L’objectif politique sous-jacent qu’ils tentent de rétablir est que la solution de ce conflit apparemment insoluble est celle à deux Etats, Israël et Palestine, basée sur la résolution 181 de l’Assemblée Générale des Nations Unies, qui a divisé la Palestine en 1947 (illégalement, pourrais-je ajouter). On peut accorder à cette démarche un 20/20 pour l’effort bien qu’il soit voué à l’échec, que la Palestine soit admise à l’ONU cette année, dans cinq ans ou jamais. Les réalités du terrain ont drastiquement changé depuis 1947. Israël, grâce au soutien aveugle des USA, est parvenu à éliminer la solution à deux Etats des options réalisables.
Les nouveaux dirigeants palestiniens, ceux que les négociateurs israéliens n’ont pas encore rencontrés, voient les choses différemment et refusent de croire qu’Israël désire vivre en paix quand les faits montrent le contraire depuis 64 ans. Ces nouveaux dirigeants palestiniens jugent l’Etat hébreu pour ce qu’il est : un Etat colonialiste, un mouvement d’apartheid puisant ses idées dans le racialisme, une idéologie exclusiviste qui refuse de permettre la création d’un autre Etat entre la Méditerranée et le Jourdain, sans parler du refus exprimé aux Palestiniens de les laisser rentrer chez eux et de les indemniser pour ce qu’ils ont subi, comme cela a été stipulé comme condition à l’admission d’Israël comme Etat membre de l’ONU le 11 mai 1949.
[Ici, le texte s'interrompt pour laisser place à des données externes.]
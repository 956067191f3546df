// Copyright 2025 RustFS Team
//
// Licensed under the Apache License, Version 2.0 (the "License");
// you may not use this file except in compliance with the License.
// You may obtain a copy of the License at
//
//     http://www.apache.org/licenses/LICENSE-2.0
//
// Unless required by applicable law or agreed to in writing, software
// distributed under the License is distributed on an "AS IS" BASIS,
// WITHOUT WARRANTIES OR CONDITIONS OF ANY KIND, either express or implied.
// See the License for the specific language governing permissions and
// limitations under the License.


use crate::rules::selector::Selector;
use crate::types::v1::prometheus_rule::PrometheusRule;
use async_trait::async_trait;
use snafu::Snafu;
use std::collections::BTreeMap;

#[derive(Debug, Snafu)]
#[snafu(visibility(pub))]
pub enum StoreError {
    #[snafu(display("{kind} {namespace}/{name} not found"))]
    NotFound {
        kind: &'static str,
        namespace: String,
        name: String,
    },

    #[snafu(display("{kind} {namespace}/{name} was modified concurrently: {message}"))]
    Conflict {
        kind: &'static str,
        namespace: String,
        name: String,
        message: String,
    },

    #[snafu(display("Kubernetes API error: {}", source))]
    Kube { source: kube::Error },
}

impl StoreError {
    pub fn is_not_found(&self) -> bool {
        matches!(self, StoreError::NotFound { .. })
    }

    pub fn is_conflict(&self) -> bool {
        matches!(self, StoreError::Conflict { .. })
    }
}

/// Persistence of PrometheusRule resources plus the namespace metadata
/// needed to scope them.
///
/// `replace` and `delete` honour `metadata.resourceVersion` (delete via an
/// explicit precondition) and fail with [`StoreError::Conflict`] when the
/// stored object has moved on.
#[async_trait]
pub trait ResourceStore: Send + Sync {
    async fn get_rule_resource(
        &self,
        namespace: &str,
        name: &str,
    ) -> Result<PrometheusRule, StoreError>;

    async fn list_rule_resources(
        &self,
        namespace: &str,
        selector: &Selector,
    ) -> Result<Vec<PrometheusRule>, StoreError>;

    /// Creates the resource; `metadata.generateName` is honoured.
    async fn create_rule_resource(
        &self,
        namespace: &str,
        resource: &PrometheusRule,
    ) -> Result<PrometheusRule, StoreError>;

    async fn replace_rule_resource(
        &self,
        namespace: &str,
        resource: &PrometheusRule,
    ) -> Result<PrometheusRule, StoreError>;

    async fn delete_rule_resource(
        &self,
        namespace: &str,
        name: &str,
        resource_version: Option<&str>,
    ) -> Result<(), StoreError>;

    async fn namespace_labels(
        &self,
        namespace: &str,
    ) -> Result<BTreeMap<String, String>, StoreError>;
}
Une fois que la démarche, condamnée d'avance, d’adhésion de la Palestine à l’ONU sera lancée, un nouveau paradigme prendra racine,  qu'Israël redoute car il implique que Palestiniens et Israéliens sont égaux, co-citoyens, partenaires. Cette nouvelle période verra les Palestiniens abandonner l’envie d’un Etat indépendant dans une portion de la Palestine historique. Au lieu de cela, ils souhaiteront faire partie d’une structure politique représentative, défendant leur désir d’autodétermination dans leurs territoires historiques, même si ce pays est aujourd’hui appelé Israël.
Les Palestiniens vont bientôt boucler la boucle. Ils ont eu raison - et cela leur en a coûté - de souhaiter un Etat laïc et démocratique dès le début du conflit. Ils ont malheureusement perdu un temps précieux et trop de vies humaines en essayant d’accepter des modalités injustes de résolution du conflit.
En l’état actuel, plus tôt Palestiniens et Israéliens comprendront que leur destinée est de coexister et d’être égaux, plus tôt nous pourrons commencer à réhabiliter nos communautés et construire une société unique dont les citoyens seront égaux devant la loi et en tant qu’êtres humains.